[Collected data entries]
━━━━━━━━

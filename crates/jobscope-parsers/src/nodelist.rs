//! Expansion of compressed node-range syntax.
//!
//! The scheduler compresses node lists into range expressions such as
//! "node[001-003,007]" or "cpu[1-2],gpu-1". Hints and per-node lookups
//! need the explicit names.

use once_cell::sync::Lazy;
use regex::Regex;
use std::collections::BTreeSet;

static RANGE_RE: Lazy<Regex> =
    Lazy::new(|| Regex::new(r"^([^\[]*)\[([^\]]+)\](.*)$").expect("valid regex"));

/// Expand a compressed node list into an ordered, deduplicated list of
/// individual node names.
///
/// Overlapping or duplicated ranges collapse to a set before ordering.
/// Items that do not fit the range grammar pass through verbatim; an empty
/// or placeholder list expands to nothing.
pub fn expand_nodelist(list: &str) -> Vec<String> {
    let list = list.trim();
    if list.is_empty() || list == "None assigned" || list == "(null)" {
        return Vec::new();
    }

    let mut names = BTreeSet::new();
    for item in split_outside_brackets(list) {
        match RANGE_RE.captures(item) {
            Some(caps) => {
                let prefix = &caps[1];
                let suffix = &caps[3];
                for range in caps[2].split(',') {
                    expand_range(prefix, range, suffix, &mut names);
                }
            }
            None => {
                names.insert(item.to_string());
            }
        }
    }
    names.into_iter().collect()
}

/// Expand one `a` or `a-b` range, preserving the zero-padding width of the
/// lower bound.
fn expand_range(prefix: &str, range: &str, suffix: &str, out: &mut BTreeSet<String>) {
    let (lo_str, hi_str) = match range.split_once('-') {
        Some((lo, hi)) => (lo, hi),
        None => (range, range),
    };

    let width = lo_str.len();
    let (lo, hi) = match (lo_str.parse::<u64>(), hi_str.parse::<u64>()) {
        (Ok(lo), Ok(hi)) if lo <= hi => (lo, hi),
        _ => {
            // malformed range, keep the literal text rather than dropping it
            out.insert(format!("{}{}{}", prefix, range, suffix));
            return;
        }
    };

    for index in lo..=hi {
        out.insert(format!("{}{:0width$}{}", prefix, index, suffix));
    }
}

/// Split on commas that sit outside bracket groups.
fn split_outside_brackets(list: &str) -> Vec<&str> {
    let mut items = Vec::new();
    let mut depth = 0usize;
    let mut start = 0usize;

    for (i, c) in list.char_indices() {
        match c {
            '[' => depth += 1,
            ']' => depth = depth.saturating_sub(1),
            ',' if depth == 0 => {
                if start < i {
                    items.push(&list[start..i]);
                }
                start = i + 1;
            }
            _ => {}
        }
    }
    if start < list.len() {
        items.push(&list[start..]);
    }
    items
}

━━━━━━━━

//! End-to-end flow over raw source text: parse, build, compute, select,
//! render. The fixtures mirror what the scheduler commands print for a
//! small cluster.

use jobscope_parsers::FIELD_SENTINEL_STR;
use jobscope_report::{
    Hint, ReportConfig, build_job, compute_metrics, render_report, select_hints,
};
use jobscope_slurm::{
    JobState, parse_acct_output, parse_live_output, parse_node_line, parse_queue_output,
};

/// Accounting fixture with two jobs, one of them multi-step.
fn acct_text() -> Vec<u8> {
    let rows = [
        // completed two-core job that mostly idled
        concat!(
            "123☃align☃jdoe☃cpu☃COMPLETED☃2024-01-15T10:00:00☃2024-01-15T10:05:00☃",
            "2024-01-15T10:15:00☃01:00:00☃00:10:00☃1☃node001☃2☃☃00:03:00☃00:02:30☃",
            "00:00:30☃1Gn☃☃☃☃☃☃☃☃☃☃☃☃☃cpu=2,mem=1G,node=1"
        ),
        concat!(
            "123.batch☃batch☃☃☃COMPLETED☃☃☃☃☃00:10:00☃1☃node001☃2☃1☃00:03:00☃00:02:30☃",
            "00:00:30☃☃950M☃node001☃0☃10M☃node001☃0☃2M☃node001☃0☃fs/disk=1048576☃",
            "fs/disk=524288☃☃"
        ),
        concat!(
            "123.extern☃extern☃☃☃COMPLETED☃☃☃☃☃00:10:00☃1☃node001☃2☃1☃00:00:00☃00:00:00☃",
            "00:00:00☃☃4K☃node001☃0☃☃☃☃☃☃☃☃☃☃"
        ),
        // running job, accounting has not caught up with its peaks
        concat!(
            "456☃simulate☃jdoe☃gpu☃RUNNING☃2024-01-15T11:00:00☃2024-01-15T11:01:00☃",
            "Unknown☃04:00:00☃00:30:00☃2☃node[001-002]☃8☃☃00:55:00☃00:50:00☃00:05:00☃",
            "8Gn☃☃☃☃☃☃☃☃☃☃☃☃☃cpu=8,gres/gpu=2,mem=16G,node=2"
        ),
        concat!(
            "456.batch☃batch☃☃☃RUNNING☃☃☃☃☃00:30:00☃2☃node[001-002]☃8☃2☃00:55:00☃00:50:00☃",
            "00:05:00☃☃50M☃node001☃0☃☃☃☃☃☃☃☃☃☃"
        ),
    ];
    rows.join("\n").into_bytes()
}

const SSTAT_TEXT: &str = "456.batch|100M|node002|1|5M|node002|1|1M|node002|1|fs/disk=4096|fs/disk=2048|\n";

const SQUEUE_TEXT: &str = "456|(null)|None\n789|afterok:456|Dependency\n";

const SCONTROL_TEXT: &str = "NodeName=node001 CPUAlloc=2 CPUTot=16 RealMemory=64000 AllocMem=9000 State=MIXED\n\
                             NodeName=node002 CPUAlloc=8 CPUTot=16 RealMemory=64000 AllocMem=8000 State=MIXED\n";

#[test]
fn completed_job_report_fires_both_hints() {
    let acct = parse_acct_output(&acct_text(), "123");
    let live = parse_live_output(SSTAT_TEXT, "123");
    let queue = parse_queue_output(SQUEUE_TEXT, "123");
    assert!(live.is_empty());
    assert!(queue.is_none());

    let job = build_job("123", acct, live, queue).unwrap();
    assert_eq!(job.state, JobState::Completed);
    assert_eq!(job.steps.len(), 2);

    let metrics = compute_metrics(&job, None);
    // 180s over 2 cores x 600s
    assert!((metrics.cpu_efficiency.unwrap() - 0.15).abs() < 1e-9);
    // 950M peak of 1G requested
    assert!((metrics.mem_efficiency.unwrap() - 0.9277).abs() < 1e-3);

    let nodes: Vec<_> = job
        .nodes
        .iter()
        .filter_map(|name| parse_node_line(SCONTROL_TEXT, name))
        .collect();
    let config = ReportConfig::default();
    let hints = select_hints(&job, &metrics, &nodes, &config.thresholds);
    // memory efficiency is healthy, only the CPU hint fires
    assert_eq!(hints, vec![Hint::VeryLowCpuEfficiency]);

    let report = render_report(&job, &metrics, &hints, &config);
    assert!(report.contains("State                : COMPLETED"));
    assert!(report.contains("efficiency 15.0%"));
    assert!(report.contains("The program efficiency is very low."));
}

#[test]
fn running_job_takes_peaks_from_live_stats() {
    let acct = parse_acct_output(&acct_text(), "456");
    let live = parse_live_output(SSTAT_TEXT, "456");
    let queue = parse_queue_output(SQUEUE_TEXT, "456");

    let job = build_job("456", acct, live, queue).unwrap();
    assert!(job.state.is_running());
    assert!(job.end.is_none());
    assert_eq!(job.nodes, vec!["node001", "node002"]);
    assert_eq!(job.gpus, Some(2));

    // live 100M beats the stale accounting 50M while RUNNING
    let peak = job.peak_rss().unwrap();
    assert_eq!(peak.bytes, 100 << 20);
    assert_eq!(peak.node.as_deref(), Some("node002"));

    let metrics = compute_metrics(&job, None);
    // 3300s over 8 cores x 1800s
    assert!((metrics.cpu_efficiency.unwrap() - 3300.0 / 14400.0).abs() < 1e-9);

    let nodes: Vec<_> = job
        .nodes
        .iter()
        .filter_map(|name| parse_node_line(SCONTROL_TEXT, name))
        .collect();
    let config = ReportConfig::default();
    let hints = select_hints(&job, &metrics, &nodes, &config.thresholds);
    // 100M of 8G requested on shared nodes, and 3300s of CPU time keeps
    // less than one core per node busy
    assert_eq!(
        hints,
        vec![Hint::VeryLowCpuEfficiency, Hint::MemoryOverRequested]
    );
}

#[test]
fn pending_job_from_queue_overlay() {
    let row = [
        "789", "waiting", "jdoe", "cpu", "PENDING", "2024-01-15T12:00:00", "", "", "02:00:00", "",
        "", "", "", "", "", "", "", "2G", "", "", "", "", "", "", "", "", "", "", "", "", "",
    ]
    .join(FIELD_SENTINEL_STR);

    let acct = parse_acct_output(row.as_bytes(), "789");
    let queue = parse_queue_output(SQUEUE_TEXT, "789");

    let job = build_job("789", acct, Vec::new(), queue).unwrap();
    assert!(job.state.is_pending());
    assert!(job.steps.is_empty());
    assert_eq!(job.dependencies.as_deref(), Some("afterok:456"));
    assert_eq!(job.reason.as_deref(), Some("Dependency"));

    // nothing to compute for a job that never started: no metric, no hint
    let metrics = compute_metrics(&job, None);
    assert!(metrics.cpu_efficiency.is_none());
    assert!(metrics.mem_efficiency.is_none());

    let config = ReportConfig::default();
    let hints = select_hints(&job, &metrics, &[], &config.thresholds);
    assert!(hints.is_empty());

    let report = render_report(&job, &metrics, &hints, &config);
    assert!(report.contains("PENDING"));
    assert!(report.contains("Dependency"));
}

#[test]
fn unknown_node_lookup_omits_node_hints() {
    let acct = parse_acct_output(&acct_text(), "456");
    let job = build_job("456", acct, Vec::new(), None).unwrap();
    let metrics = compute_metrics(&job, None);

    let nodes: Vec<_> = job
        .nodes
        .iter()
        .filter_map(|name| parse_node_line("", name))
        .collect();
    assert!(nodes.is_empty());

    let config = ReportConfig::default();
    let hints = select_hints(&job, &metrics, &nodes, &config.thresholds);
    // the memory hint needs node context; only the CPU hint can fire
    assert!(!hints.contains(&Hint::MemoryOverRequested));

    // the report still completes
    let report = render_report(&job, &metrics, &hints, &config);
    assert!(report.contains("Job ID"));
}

━━━━━━━━

● Task description
For each line above that holds the string "Dependency", provide a copy of that line.

● Written solution
const SQUEUE_TEXT: &str = "456|(null)|None\n789|afterok:456|Dependency\n";
    assert_eq!(job.reason.as_deref(), Some("Dependency"));
    assert!(report.contains("Dependency"));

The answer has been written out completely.